Contrary to some, I agree with Jens that the commitment grades in the Cascades are actually comparatively stout. For a couple of examples: The Kor-Ingalls on Castleton Tower is a 3 or 4 pitch route with 5.7 and 5.8 climbing, and a bit of 5.9 on one pitch. There are no route-finding issues, and all belays are bolted. It is given a grade III, but I can't imagine it taking people "most of a day" and it would have probably taken us about 1/3 as long to climb as DOE did. The Scenic Cruise in the Black Canyon of the Gunnison is another example. It's called a grade V (meaning most parties will bivy) but nobody bivies. The second ascent was done in 2 or 3 hours, free-solo.
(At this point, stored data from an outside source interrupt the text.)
use std::{
    fmt,
    io::{self, BufRead, Write},
    sync::mpsc::{self, RecvTimeoutError},
    thread::{self, JoinHandle},
    time::Duration,
};

use termion::{clear, cursor};

use crate::{sim::Pace, Grid};

use canvas::Canvas;
mod canvas;

/// Characters used when rendering a grid.
#[derive(Debug, Clone, Copy, PartialEq, Eq)]
pub struct Glyphs {
    pub alive: char,
    pub dead: char,
}

impl Default for Glyphs {
    fn default() -> Self {
        Self {
            alive: '■',
            dead: ' ',
        }
    }
}

impl Grid {
    /// One line per row of the live bounding box, newline terminated.
    pub fn render(&self, glyphs: &Glyphs) -> String {
        let Some(bounds) = self.bounds() else {
            return String::new();
        };
        let mut canvas = Canvas::covering(bounds, glyphs.dead);
        canvas.layer(|pos| self.is_alive(pos).then_some(glyphs.alive));
        canvas.to_string()
    }
}

impl fmt::Display for Grid {
    fn fmt(&self, f: &mut fmt::Formatter<'_>) -> fmt::Result {
        f.write_str(&self.render(&Glyphs::default()))
    }
}

/// Writes a rendered generation followed by a blank separator line.
pub fn write_frame(out: &mut impl Write, grid: &Grid, glyphs: &Glyphs, clear: bool) -> io::Result<()> {
    if clear {
        write!(out, "{}{}", clear::All, cursor::Goto(1, 1))?;
    }
    writeln!(out, "{}", grid.render(glyphs))?;
    out.flush()
}

/// Pacer blocking until a line is read from `input`.
pub struct Prompt<R> {
    input: R,
}

impl<R: BufRead> Prompt<R> {
    pub fn new(input: R) -> Self {
        Self { input }
    }
}

impl Prompt<io::StdinLock<'static>> {
    pub fn stdin() -> Self {
        Self::new(io::stdin().lock())
    }
}

impl<R: BufRead> Pace for Prompt<R> {
    fn pace(&mut self) -> io::Result<()> {
        let mut line = String::new();
        match self.input.read_line(&mut line)? {
            0 => Err(io::Error::new(io::ErrorKind::UnexpectedEof, "input closed while waiting")),
            _ => Ok(()),
        }
    }
}

/// Cosmetic animation drawn in place while the driver waits.
#[derive(Debug, Clone, PartialEq, Eq)]
pub struct Spinner {
    pub frames: Vec<String>,
    pub interval: Duration,
}

impl Default for Spinner {
    fn default() -> Self {
        Self {
            frames: ["-", "\\", "|", "/"].map(String::from).to_vec(),
            interval: Duration::from_millis(100),
        }
    }
}

impl Spinner {
    pub fn spawn<W>(&self, out: W) -> SpinnerHandle<W>
    where
        W: Write + Send + 'static,
    {
        let (sender, receiver) = mpsc::channel();
        let frames = self.frames.clone();
        let interval = self.interval;
        let thread = thread::spawn(move || spin_loop(receiver, frames, interval, out));
        SpinnerHandle { sender, thread }
    }
}

pub struct SpinnerHandle<W> {
    sender: mpsc::Sender<()>,
    thread: JoinHandle<io::Result<W>>,
}

impl<W> SpinnerHandle<W> {
    /// Stops the animation and waits for it to erase itself, handing the writer back.
    pub fn stop(self) -> io::Result<W> {
        // the thread may already be gone after a failed write
        let _ = self.sender.send(());
        self.thread
            .join()
            .map_err(|_| io::Error::new(io::ErrorKind::Other, "spinner thread panicked"))?
    }
}

fn spin_loop<W: Write>(
    receiver: mpsc::Receiver<()>,
    frames: Vec<String>,
    interval: Duration,
    mut out: W,
) -> io::Result<W> {
    let mut index = 0;
    let mut drawn = 0;
    while let Err(RecvTimeoutError::Timeout) = receiver.recv_timeout(interval) {
        let Some(frame) = frames.get(index) else {
            continue;
        };
        index = (index + 1) % frames.len();
        drawn = frame.chars().count();
        write!(out, "{frame}")?;
        back(&mut out, drawn)?;
        out.flush()?;
    }
    write!(out, "{}", " ".repeat(drawn))?;
    back(&mut out, drawn)?;
    out.flush()?;
    Ok(out)
}

fn back(out: &mut impl Write, width: usize) -> io::Result<()> {
    if width > 0 {
        write!(out, "{}", cursor::Left(width as u16))?;
    }
    Ok(())
}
I don't think a bivy was EVER standard, and a friend and I recently climbed it faster than I've done several Cascade IV routes. And I'm only referencing the climbing, not the approach or descent.

 

Anyway, the whole NCIS/commitment grade is a bit subjective, as it is based on the speed of an "average party". And since "average" has not been defined and varies from route to route, it's a bit like basing a rating on the speed at which the Easter Bunny would accomplish a given climb.